__Work required__: Retype the whole of the data exactly.
BEGIN Material provided
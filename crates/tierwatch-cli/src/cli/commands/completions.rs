//! `tierwatch completions <shell>` and `tierwatch man`.

use std::io;

use anyhow::Result;
use clap::CommandFactory;
use clap_complete::Shell;

use crate::cli::Cli;

pub fn run_completions(shell: Shell) -> Result<()> {
    let mut cmd = Cli::command();
    let name = cmd.get_name().to_string();
    clap_complete::generate(shell, &mut cmd, name, &mut io::stdout());
    Ok(())
}

pub fn run_man() -> Result<()> {
    let man = clap_mangen::Man::new(Cli::command());
    man.render(&mut io::stdout())?;
    Ok(())
}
END Material provided
__Solution to this problem__:
filename crates/tierwatch-cli/src/cli/commands/completions.rs
//! `tierwatch completions <shell>` and `tierwatch man`.

use std::io;

use anyhow::Result;
use clap::CommandFactory;
use clap_complete::Shell;

use crate::cli::Cli;

pub fn run_completions(shell: Shell) -> Result<()> {
    let mut cmd = Cli::command();
    let name = cmd.get_name().to_string();
    clap_complete::generate(shell, &mut cmd, name, &mut io::stdout());
    Ok(())
}

pub fn run_man() -> Result<()> {
    let man = clap_mangen::Man::new(Cli::command());
    man.render(&mut io::stdout())?;
    Ok(())
}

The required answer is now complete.